AMATO, GASTÓN EZEQUIEL; PASCUCCI, FRANCO ANDRÉS; DARDIS, ANDREA; LADELFA, MARÍA FÁTIMA; ESCALADA, MICAELA CAROLINA; BENEVENTO, ANDRES FERNANDEZ; SCHNEIDER, CLAUDIO; PECHE, LETICIA YAMILA; ZAMPIERI, STEFANIA; DO PORTO, DARIO FERNANDEZ; MONTE, MARTIN

BIOCHIMICA ET BIOPHYSICA ACTA-MOLECULAR CELL RESEARCH

ELSEVIER SCIENCE BV

Año: 2021 vol. 1868

0167-4889

An essential requirement for cells to sustain a high proliferating rate is to be paired with enhanced protein synthesis through the production of ribosomes.
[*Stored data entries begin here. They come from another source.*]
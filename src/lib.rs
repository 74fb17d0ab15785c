//! # entity-xref
//!
//! Statement-based entity resolution for a sanctions and risk data graph.
//!
//! Entities are rebuilt from atomic statements, candidate duplicates are found
//! through a blocking index, and every merge decision lives in a persistent
//! resolver graph that maps raw entity IDs to canonical IDs.

pub mod cleaning;
pub mod config;
pub mod dataset;
pub mod dsu;
pub mod entity;
pub mod index;
pub mod persistence;
pub mod resolver;
pub mod schema;
pub mod statement;
pub mod test_support;
pub mod view;
pub mod xref;

// Re-export main types for convenience
pub use config::{ConfigError, ConfigOverrides, XrefConfig};
pub use dataset::{Dataset, Lookup, LookupOption};
pub use entity::{reconstruct, Entity, EntityQuery, ReconstructError};
pub use index::{BlockingIndex, CandidatePair, IndexOptions, PairScorer};
pub use persistence::{
    FileResolverStore, MemoryResolverStore, PersistenceError, ResolverStore, RocksResolverStore,
};
pub use resolver::{Edge, Judgement, PrunePolicy, Resolver, ResolverError};
pub use schema::{PropertyType, Schema, SchemaError, SchemaModel};
pub use statement::{MemoryStatementStore, Statement, StatementSource};
pub use view::{DatasetView, EntityLoader};
pub use xref::{XrefOptions, XrefSummary};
For this reason, part of the growth-factor signaling pathways, are devoted to activate ribosome biogenesis. Enhanced production of ribosomes is a hallmark in cancer cells, which is boosted by different mechanisms. Here we report that the nucleolar tumor-protein MageB2, whose expression is associated with cell proliferation, also participates in ribosome biogenesis. Studies carried out in both siRNA-mediated MageB2 silenced cells and CRISPR/CAS9-mediated MageB2 knockout (KO) cells showed that its expression is linked to rRNA transcription increase independently of the cell proliferation status. Mechanistically, MageB2 interacts with phospho-UBF, a protein which causes the recruitment of RNA Pol I pre-initiation complex required for rRNA transcription. In addition, cells expressing MageB2 displays enhanced phospho-UBF occupancy at the rDNA gene promoter. Proteomic studies performed in MageB2 KO cells revealed impairment in ribosomal protein (RPs) content. Functionally, enhancement in rRNA production in MageB2 expressing cells, was directly associated with an increased dynamic in protein synthesis. Altogether our results unveil a novel function for a tumor-expressed protein from the MAGE-I family. Findings reported here suggest that nucleolar MageB2 might play a role in enhancing ribosome biogenesis as part of its repertoire to support cancer cell proliferation.